Forensic application

Posted by WinnieRoche on 29 Sep 2008

I have been following the discussion over the study and public access to GWAS data and have been trying to understand the points made by others who have commented. While I can’t appreciate all of the technical points that have been debated back and forth due to the limits on my understanding of genomics, PRC techniques, SNP profiling, etc., I am very interested in the central question over the anonymity (or lack thereof) of the aggregate data in GWA studies. Towards that end, I have been trying to play out if and how the GWAS data might expose individuals who contribute to GWA studies. Here are my analysis and questions. If you can shed light on this it would be appreciated.

Let’s assume the following: To aid in solving a crime, law enforcement officials at a crime scene collect a specimen that contains DNA from at least two individuals. No personal characteristics of the individuals contributing DNA to the mixed sample are known to the law enforcement folks. All they have to go on is what they can find out from the mixed specimen. So PCR and SNP profiling are used to enable separation of one contributor’s sample from another. The next step is to try and link SNP Profile X, or SNP Profile Y to an identifiable individual or a group of individuals so that a likely suspect (or person of interest) can be located. SNP Profiles X and/or Y are compared to the profiles in the GWAS data. Based on this comparison, let’s further assume that the law enforcement folks know with some degree of confidence that an individual at the crime scene who is the source of Profile X also contributed DNA to a GWA study on which the aggregate data is based. What does that tell them about the person who is the source of the DNA? How would that additional information advance the investigation and lead to the identification of the source of the sample at the crime scene?

An obvious possibility is that the law enforcement folks go to the researcher who posted the aggregate data and ask the researcher to hand over any identifiable information he or she has on the person who is the source of Profile X (and/or Profile Y). But unless the researcher cooperates in linking the SNP profile to some identifier (e.g., name, medical record ID, social security number, street address, etc.) and handing that information over, I don’t see how the GWAS database can be useful in identifying the person of interest. In other words, how can the aggregate data on its own be sufficient for tracking down the identity of the source of a crime scene sample? Without the cooperation of the researcher, this avenue of investigation would seem to be at a dead end. All that would be known is that the same person who was at the crime scene also participated in a GWA study. (Whether the researchers should cooperate or could be compelled by legal process to cooperate with law enforcement in such circumstances are different questions. They are not unique to genomic research and I am not addressing those here.)

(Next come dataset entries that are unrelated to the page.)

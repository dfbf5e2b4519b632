//! Payload sweep generation.
//!
//! A payload is `prefix + suffix`, where the suffix fills the gap up to the
//! nominal length with random lowercase hex digits or zeros. When the prefix
//! is already longer than the nominal length the suffix is empty and the
//! payload is left longer than `length`; it is never truncated.

use glizzy_common::config::{FuzzConfig, PayloadFill, SweepMode};
use rand::rngs::StdRng;
use rand::{Rng, SeedableRng};

const HEX_DIGITS: &[u8; 16] = b"0123456789abcdef";

/// Lazy sequence of `(length, payload)` pairs for a single handle.
pub struct PayloadGenerator {
    mode: SweepMode,
    fill: PayloadFill,
    prefix: String,
    position: usize,
    rng: StdRng,
}

impl PayloadGenerator {
    pub fn new(config: &FuzzConfig) -> Self {
        Self::with_rng(config, StdRng::from_os_rng())
    }

    /// Reproducible sequence for a given seed.
    pub fn seeded(config: &FuzzConfig, seed: u64) -> Self {
        Self::with_rng(config, StdRng::seed_from_u64(seed))
    }

    fn with_rng(config: &FuzzConfig, rng: StdRng) -> Self {
        Self {
            mode: config.sweep,
            fill: config.fill,
            prefix: config.prefix.clone(),
            position: 0,
            rng,
        }
    }

    fn build(&mut self, length: usize) -> String {
        let suffix_len = length.saturating_sub(self.prefix.len());
        let mut payload = String::with_capacity(self.prefix.len() + suffix_len);
        payload.push_str(&self.prefix);

        match self.fill {
            PayloadFill::Zero => payload.extend(std::iter::repeat_n('0', suffix_len)),
            PayloadFill::Random => {
                for _ in 0..suffix_len {
                    let nibble = self.rng.random_range(0..HEX_DIGITS.len());
                    payload.push(char::from(HEX_DIGITS[nibble]));
                }
            }
        }
        payload
    }
}

impl Iterator for PayloadGenerator {
    type Item = (usize, String);

    fn next(&mut self) -> Option<Self::Item> {
        let length = match self.mode {
            SweepMode::Incremental { max_len } if self.position < max_len => self.position + 1,
            SweepMode::FixedRepeat { len, runs } if self.position < runs => len,
            _ => return None,
        };
        self.position += 1;
        Some((length, self.build(length)))
    }

    fn size_hint(&self) -> (usize, Option<usize>) {
        let remaining = self.mode.attempts_per_handle().saturating_sub(self.position);
        (remaining, Some(remaining))
    }
}
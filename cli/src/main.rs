mod commands;
mod terminal;
mod transport;

use std::process::ExitCode;

use commands::{CommandLine, fuzz};
use glizzy_common::error;
use glizzy_core::results::SweepStatus;
use indicatif::ProgressBar;
use terminal::{logging, print, theme::Theme};

#[tokio::main]
async fn main() -> ExitCode {
    let commands = CommandLine::parse_args();
    let theme = Theme::default();

    // Shared with the log writer so lines print around the status line.
    let status_bar = commands.tui.then(ProgressBar::hidden);

    if let Err(e) = logging::init(commands.log.as_deref(), status_bar.clone()) {
        eprintln!("{e:#}");
        return ExitCode::FAILURE;
    }

    print::banner(&theme);

    match fuzz::fuzz(&commands, status_bar, theme).await {
        Ok(status) => exit_code(status),
        Err(e) => {
            error!("{e:#}");
            ExitCode::FAILURE
        }
    }
}

/// Interrupted runs are saved but still exit non-zero.
fn exit_code(status: SweepStatus) -> ExitCode {
    match status {
        SweepStatus::Completed => ExitCode::SUCCESS,
        SweepStatus::Interrupted => ExitCode::FAILURE,
    }
}

#[cfg(test)]
mod tests {
    use super::*;

    #[test]
    fn test_exit_code() {
        assert_eq!(exit_code(SweepStatus::Completed), ExitCode::SUCCESS);
        assert_eq!(exit_code(SweepStatus::Interrupted), ExitCode::FAILURE);
    }
}
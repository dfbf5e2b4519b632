use std::fs::File;
use std::io::{self, Write};
use std::path::Path;
use std::sync::{Arc, Mutex};

use anyhow::Context;
use colored::*;
use indicatif::ProgressBar;
use tracing::{Event, Level, Subscriber};
use tracing_subscriber::EnvFilter;
use tracing_subscriber::fmt::FormatEvent;
use tracing_subscriber::fmt::format::{self, Writer};
use tracing_subscriber::layer::SubscriberExt;
use tracing_subscriber::registry::LookupSpan;
use tracing_subscriber::util::SubscriberInitExt;

const PRINT_TARGET: &str = "glizzy::print";
const SUCCESS_TARGET: &str = "glizzy::success";

pub struct GlizzyFormatter;

impl<S, N> FormatEvent<S, N> for GlizzyFormatter
where
    S: Subscriber + for<'a> LookupSpan<'a>,
    N: for<'a> format::FormatFields<'a> + 'static,
{
    fn format_event(
        &self,
        ctx: &tracing_subscriber::fmt::FmtContext<'_, S, N>,
        mut writer: Writer<'_>,
        event: &Event<'_>,
    ) -> std::fmt::Result {
        let meta = event.metadata();

        if meta.target() != PRINT_TARGET {
            let (symbol, color_func): (&str, fn(ColoredString) -> ColoredString) =
                match (*meta.level(), meta.target()) {
                    (Level::INFO, SUCCESS_TARGET) => ("[+]", |s| s.green().bold()),
                    (Level::TRACE, _) => ("[ ]", |s| s.dimmed()),
                    (Level::DEBUG, _) => ("[?]", |s| s.blue()),
                    (Level::INFO, _) => ("[*]", |s| s.cyan().bold()),
                    (Level::WARN, _) => ("[!]", |s| s.yellow().bold()),
                    _ => ("[-]", |s| s.red().bold()),
                };
            write!(writer, "{} ", color_func(symbol.into()))?;
        }

        ctx.field_format().format_fields(writer.by_ref(), event)?;

        writeln!(writer)
    }
}

/// Installs the global subscriber.
///
/// Terminal output goes through `status_bar` when one is given, so log lines
/// are printed above the live status line instead of through it. With
/// `log_file`, every line is mirrored there without colour codes.
pub fn init(log_file: Option<&Path>, status_bar: Option<ProgressBar>) -> anyhow::Result<()> {
    let filter = EnvFilter::try_from_default_env().unwrap_or_else(|_| EnvFilter::new("info"));

    let terminal_layer = tracing_subscriber::fmt::layer()
        .event_format(GlizzyFormatter)
        .with_writer(move || TerminalWriter {
            status_bar: status_bar.clone(),
        });

    let file_layer = match log_file {
        Some(path) => {
            let file = File::create(path)
                .with_context(|| format!("creating log file {}", path.display()))?;
            let writer = PlainFileWriter {
                file: Arc::new(Mutex::new(file)),
            };
            Some(
                tracing_subscriber::fmt::layer()
                    .event_format(GlizzyFormatter)
                    .with_ansi(false)
                    .with_writer(move || writer.clone()),
            )
        }
        None => None,
    };

    tracing_subscriber::registry()
        .with(filter)
        .with(terminal_layer)
        .with(file_layer)
        .try_init()
        .context("installing log subscriber")?;

    Ok(())
}

/// Writes to stdout, around the status bar when there is one.
pub struct TerminalWriter {
    status_bar: Option<ProgressBar>,
}

impl Write for TerminalWriter {
    fn write(&mut self, buf: &[u8]) -> io::Result<usize> {
        // Raw mode disables the implicit carriage return.
        let raw = crossterm::terminal::is_raw_mode_enabled().unwrap_or(false);
        let text = String::from_utf8_lossy(buf);
        let text = if raw {
            text.replace('\n', "\r\n")
        } else {
            text.into_owned()
        };

        let emit = || {
            let mut stdout = io::stdout().lock();
            stdout.write_all(text.as_bytes())?;
            stdout.flush()
        };

        match &self.status_bar {
            Some(bar) => bar.suspend(emit)?,
            None => emit()?,
        }
        Ok(buf.len())
    }

    fn flush(&mut self) -> io::Result<()> {
        io::stdout().flush()
    }
}

/// Log file sink with ANSI escape sequences removed.
#[derive(Clone)]
pub struct PlainFileWriter {
    file: Arc<Mutex<File>>,
}

impl Write for PlainFileWriter {
    fn write(&mut self, buf: &[u8]) -> io::Result<usize> {
        let text = String::from_utf8_lossy(buf);
        let stripped = console::strip_ansi_codes(&text);
        let mut file = self
            .file
            .lock()
            .map_err(|_| io::Error::other("log file lock poisoned"))?;
        file.write_all(stripped.as_bytes())?;
        Ok(buf.len())
    }

    fn flush(&mut self) -> io::Result<()> {
        self.file
            .lock()
            .map_err(|_| io::Error::other("log file lock poisoned"))?
            .flush()
    }
}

Other possibilities come to mind but the probability of their occurrence is hard to assess. For example, if the GWAS data demonstrates that the person with Profile X (whoever he or she is) would have particular physical characteristics this might enable law enforcement to convert the genomic profile into a personal description and this could be used to locate a suspect or pool of suspects. Or if it is known that all the people who contributed samples to the GWA study are from a population with common demographics or characteristics (e.g., over 35 YOA, same ethnicity/ancestry, patients at the same hospital, etc.,) investigators might in a similar fashion conclude that their person of interest has those personal characteristics or status. Thus, the GWA data could indirectly lead to the eventual identification of someone whose sample was at a crime scene. How likely is that?